The First Amendment wasn’t set up that way. It’s not there to protect speech you or I agree with, but rather the speech that you or I, with every fiber of our being, oppose. As much as I hate liberal Hollywood portrayals of the president, a line from The American President encapsulates First Amendment protections perfectly:
“You want free speech? Let’s see you acknowledge a man whose words make your blood boil, who’s standing center stage and advocating at the top of his lungs that which you would spend a lifetime opposing at the top of yours…”
That’s what our constitutionally granted freedoms are all about—not just recognizing those things that benefit us, but acknowledging and respecting those that don’t.
And while tragedies like those in Chardon, Portland and Newtown can leave us wondering why and searching for answers, eliminating the freedoms granted to us by our forefathers should not be that answer.
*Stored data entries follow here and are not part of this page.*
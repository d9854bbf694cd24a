//! End-to-end tests of indexing and extracting model output on disk.

use std::fs;
use std::path::Path;

use approx::assert_relative_eq;
use ilamb_core::grid::TargetGrid;
use ilamb_core::netcdf_io::{read_variable, write_variable};
use ilamb_core::{
    discover_models, DiscoveryOptions, ExtractOptions, IlambError, MaskedArray, ModelOptions,
    ModelResult, Variable,
};
use ndarray::{Array2, Array3};
use tempfile::TempDir;

/// Monthly field on a 2x4 grid with `months` steps from `start_month`.
fn monthly_tas(start_month: usize, months: usize, value: f64) -> Variable {
    let grid = TargetGrid::global(90.0);
    let data = Array3::from_elem((months, 2, 4), value);
    let mut v = Variable::new("tas", "K", MaskedArray::from_data(data.into_dyn()));
    let bounds: Vec<[f64; 2]> = (start_month..start_month + months)
        .map(|m| [m as f64 * 30.0, (m + 1) as f64 * 30.0])
        .collect();
    v.time = Some(bounds.iter().map(|b| 0.5 * (b[0] + b[1])).collect());
    v.time_bnds = Some(bounds);
    v.lat = Some(grid.lat.clone());
    v.lat_bnds = Some(grid.lat_bnds.clone());
    v.lon = Some(grid.lon.clone());
    v.lon_bnds = Some(grid.lon_bnds.clone());
    v
}

/// Writes a file in the raw CF layout of a model, with its own calendar.
fn write_raw_tas(path: &Path, units: &str, calendar: &str, times: &[f64], fill: f32) {
    let mut file = netcdf::create(path).unwrap();
    file.add_dimension("time", times.len()).unwrap();
    file.add_dimension("lat", 2).unwrap();
    file.add_dimension("lon", 2).unwrap();
    {
        let mut time = file.add_variable::<f64>("time", &["time"]).unwrap();
        time.put_attribute("units", units).unwrap();
        time.put_attribute("calendar", calendar).unwrap();
        time.put_values(times, ..).unwrap();
    }
    {
        let mut lat = file.add_variable::<f64>("lat", &["lat"]).unwrap();
        lat.put_values(&[-45.0, 45.0], ..).unwrap();
    }
    {
        let mut lon = file.add_variable::<f64>("lon", &["lon"]).unwrap();
        lon.put_values(&[90.0, 270.0], ..).unwrap();
    }
    let mut tas = file.add_variable::<f32>("tas", &["time", "lat", "lon"]).unwrap();
    tas.put_attribute("units", "K").unwrap();
    tas.put_attribute("long_name", "Near-Surface Air Temperature").unwrap();
    tas.put_attribute("_FillValue", fill).unwrap();
    let mut values = vec![280.0f32; times.len() * 4];
    values[1] = fill;
    tas.put_values(&values, ..).unwrap();
}

#[test]
fn test_read_raw_file_converts_calendar_and_masks_fill() {
    let dir = TempDir::new().unwrap();
    let path = dir.path().join("tas_Amon.nc");
    write_raw_tas(&path, "days since 1900-01-01", "noleap", &[15.5, 45.0], -999.0);

    let tas = read_variable(&path, "tas").unwrap();
    assert_eq!(tas.data.shape(), &[2, 2, 2]);
    assert_relative_eq!(tas.time.as_ref().unwrap()[0], 50.0 * 365.0 + 15.5);
    // Bounds are synthesised from midpoints when the file has none.
    assert_eq!(tas.time_bnds.as_ref().unwrap().len(), 2);
    assert_eq!(tas.data.get(&[0, 0, 1]), None);
    assert_eq!(tas.data.get(&[0, 0, 0]), Some(280.0));
    assert!(tas.lat_bnds.is_none());
    assert!(tas.unsupported_reason().is_none());
}

#[test]
fn test_written_variable_reads_back() {
    let dir = TempDir::new().unwrap();
    let path = dir.path().join("tas_mean.nc");
    let mut tas = monthly_tas(0, 3, 290.0);
    tas.area = Some(TargetGrid::global(90.0).cell_areas());
    write_variable(&path, &tas).unwrap();

    let back = read_variable(&path, "tas").unwrap();
    assert_eq!(back.unit, "K");
    assert_eq!(back.time, tas.time);
    assert_eq!(back.time_bnds, tas.time_bnds);
    assert_eq!(back.lon_bnds, tas.lon_bnds);
    assert_eq!(back.data.data(), tas.data.data());

    let area = read_variable(&path, "areacella").unwrap();
    assert_eq!(area.unit, "m2");
    assert_eq!(area.data.shape(), &[2, 4]);
}

#[test]
fn test_model_indexes_names_and_grid() {
    let root = TempDir::new().unwrap();
    let model_dir = root.path().join("CLM");
    fs::create_dir_all(model_dir.join("nested")).unwrap();
    write_raw_tas(
        &model_dir.join("nested/tas_Amon_CLM.nc"),
        "days since 1850-01-01",
        "noleap",
        &[15.5],
        1e20,
    );
    let tas = monthly_tas(0, 1, 1.0);
    let mut sftlf = Variable::new(
        "sftlf",
        "%",
        MaskedArray::from_data(Array2::from_elem((2, 4), 50.0).into_dyn()),
    );
    sftlf.lat = tas.lat.clone();
    sftlf.lat_bnds = tas.lat_bnds.clone();
    sftlf.lon = tas.lon.clone();
    sftlf.lon_bnds = tas.lon_bnds.clone();
    write_variable(&model_dir.join("sftlf_fx_CLM.nc"), &sftlf).unwrap();
    fs::write(model_dir.join("notes.txt"), "ignored").unwrap();

    let model = ModelResult::new(&model_dir, "CLM", &ModelOptions::default()).unwrap();
    assert!(model.has_variable("tas"));
    assert!(model.has_variable("sftlf"));
    assert_eq!(model.names["tas"], "Near-Surface Air Temperature");

    // Cell areas come from the bounds written with sftlf.
    let areas = model.cell_areas.as_ref().unwrap();
    assert_eq!(areas.shape(), &[2, 4]);
    let fraction = model.land_fraction.as_ref().unwrap();
    assert_relative_eq!(fraction.data.max().unwrap(), 0.5);
    assert_relative_eq!(model.land_area.unwrap(), 0.5 * areas.sum(), max_relative = 1e-12);
}

#[test]
fn test_extract_combines_files_and_applies_shift() {
    let root = TempDir::new().unwrap();
    let model_dir = root.path().join("m");
    fs::create_dir(&model_dir).unwrap();
    write_variable(&model_dir.join("tas_2.nc"), &monthly_tas(12, 12, 2.0)).unwrap();
    write_variable(&model_dir.join("tas_1.nc"), &monthly_tas(0, 12, 1.0)).unwrap();

    let options = ModelOptions {
        model_year: vec![1850, 1851],
        ..Default::default()
    };
    let model = ModelResult::new(&model_dir, "m", &options).unwrap();
    let tas = model
        .extract_time_series("tas", &ExtractOptions::default())
        .unwrap();
    assert_eq!(tas.ntime(), 24);
    assert_eq!(tas.time_bnds.as_ref().unwrap()[0], [365.0, 395.0]);
    assert_eq!(tas.data.get(&[0, 0, 0]), Some(1.0));
    assert_eq!(tas.data.get(&[23, 0, 0]), Some(2.0));

    // A window in shifted time selects only the second file.
    let windowed = model
        .extract_time_series(
            "tas",
            &ExtractOptions {
                initial_time: 365.0 + 12.0 * 30.0 + 1.0,
                ..Default::default()
            },
        )
        .unwrap();
    assert_eq!(windowed.ntime(), 12);
    assert_eq!(windowed.data.get(&[0, 0, 0]), Some(2.0));
}

#[test]
fn test_extract_falls_back_to_alternates() {
    let root = TempDir::new().unwrap();
    let model_dir = root.path().join("m");
    fs::create_dir(&model_dir).unwrap();
    let mut ts = monthly_tas(0, 2, 300.0);
    ts.name = "ts".to_string();
    write_variable(&model_dir.join("ts.nc"), &ts).unwrap();

    let model = ModelResult::new(&model_dir, "m", &ModelOptions::default()).unwrap();
    let missing = model.extract_time_series("tas", &ExtractOptions::default());
    assert!(matches!(missing, Err(ref e) if e.is_not_found()));

    let found = model
        .extract_time_series(
            "tas",
            &ExtractOptions {
                alt_vars: vec!["ts".to_string()],
                ..Default::default()
            },
        )
        .unwrap();
    assert_eq!(found.name, "tas");
    assert_eq!(found.ntime(), 2);
}

#[test]
fn test_discovery_is_repeatable() {
    let root = TempDir::new().unwrap();
    for name in ["modelB", "ModelA"] {
        let dir = root.path().join(name);
        fs::create_dir(&dir).unwrap();
        write_variable(&dir.join("tas.nc"), &monthly_tas(0, 1, 1.0)).unwrap();
    }
    let first = discover_models(root.path(), &DiscoveryOptions::default()).unwrap();
    let second = discover_models(root.path(), &DiscoveryOptions::default()).unwrap();
    let names = |models: &[ModelResult]| models.iter().map(|m| m.name.clone()).collect::<Vec<_>>();
    assert_eq!(names(&first), vec!["ModelA", "modelB"]);
    assert_eq!(names(&first), names(&second));
    assert!(first.iter().all(|m| m.has_variable("tas")));
}

#[test]
fn test_missing_root_is_io_error() {
    let root = TempDir::new().unwrap();
    let result = discover_models(&root.path().join("absent"), &DiscoveryOptions::default());
    assert!(matches!(result, Err(IlambError::Io { .. })));
}

#[test]
fn test_fill_value_in_time_axis_is_an_error_not_a_panic() {
    let root = TempDir::new().unwrap();
    let model_dir = root.path().join("m");
    fs::create_dir(&model_dir).unwrap();
    let path = model_dir.join("tas_Amon.nc");
    write_raw_tas(&path, "days since 1850-01-01", "standard", &[15.5, 9.969209968386869e36], 1e20);

    assert!(matches!(read_variable(&path, "tas"), Err(IlambError::TimeUnits(_))));

    let model = ModelResult::new(&model_dir, "m", &ModelOptions::default()).unwrap();
    let result = model.extract_time_series("tas", &ExtractOptions::default());
    assert!(matches!(result, Err(ref e) if !e.is_not_found()));
}

#[test]
fn test_derived_variable_from_expression() {
    let root = TempDir::new().unwrap();
    let model_dir = root.path().join("m");
    fs::create_dir(&model_dir).unwrap();
    for (name, value) in [("rsds", 300.0), ("rsus", 50.0)] {
        let mut v = monthly_tas(0, 2, value);
        v.name = name.to_string();
        v.unit = "W m-2".to_string();
        write_variable(&model_dir.join(format!("{name}.nc")), &v).unwrap();
    }
    let model = ModelResult::new(&model_dir, "m", &ModelOptions::default()).unwrap();

    let options = ExtractOptions {
        expression: Some("rsds - rsus".to_string()),
        ..Default::default()
    };
    let rsns = model.extract_time_series("rsns", &options).unwrap();
    assert_eq!(rsns.name, "rsns");
    assert_eq!(rsns.ntime(), 2);
    assert_eq!(rsns.data.shape(), &[2, 2, 4]);
    assert_eq!(rsns.data.get(&[1, 1, 3]), Some(250.0));
    assert_eq!(
        ilamb_core::units::Unit::parse(&rsns.unit).unwrap(),
        ilamb_core::units::Unit::parse("W m-2").unwrap()
    );

    // An operand the model lacks leaves the variable missing.
    let options = ExtractOptions {
        expression: Some("rsds - rlus".to_string()),
        ..Default::default()
    };
    let missing = model.extract_time_series("rsns", &options);
    assert!(matches!(missing, Err(ref e) if e.is_not_found()));
}

#[test]
fn test_extract_at_sites() {
    let root = TempDir::new().unwrap();
    let model_dir = root.path().join("m");
    fs::create_dir(&model_dir).unwrap();
    let mut tas = monthly_tas(0, 2, 0.0);
    tas.data = MaskedArray::from_data(
        Array3::from_shape_fn((2, 2, 4), |(t, i, j)| (100 * t + 10 * i + j) as f64).into_dyn(),
    );
    write_variable(&model_dir.join("tas.nc"), &tas).unwrap();
    let model = ModelResult::new(&model_dir, "m", &ModelOptions::default()).unwrap();

    let options = ExtractOptions {
        lats: Some(vec![50.0, -40.0]),
        lons: Some(vec![140.0, -130.0]),
        ..Default::default()
    };
    let sites = model.extract_time_series("tas", &options).unwrap();
    assert_eq!(sites.ndata, Some(2));
    assert_eq!(sites.data.shape(), &[2, 2]);
    assert_eq!(sites.data.get(&[0, 0]), Some(13.0));
    assert_eq!(sites.data.get(&[1, 1]), Some(100.0));
    assert!(sites.area.is_none());

    let unpaired = ExtractOptions {
        lats: Some(vec![50.0]),
        ..Default::default()
    };
    assert!(model.extract_time_series("tas", &unpaired).is_err());
}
Americans have every right to disagree with the Second Amendment, just as the aforementioned petitioners (and 99% of decent human beings) disagree with the First Amendment exercise of the Westboro wackos, but no one—not even the government—has justification to eliminate a constitutional right, short of a constitutional amendment certified by We The People.
We may bicker, argue and become upset at the actions of those we disagree with, but that’s what makes this nation so great—we have that ability to disagree without fear of retribution by our government.
So whether it’s gun rights, free speech rights of a genuinely abhorrent group of nut-jobs, or any other right afforded under the U.S. Constitution, these freedoms are not of the pick-and-choose variety. It’s a package deal, even if, from time to time, we don’t necessarily agree.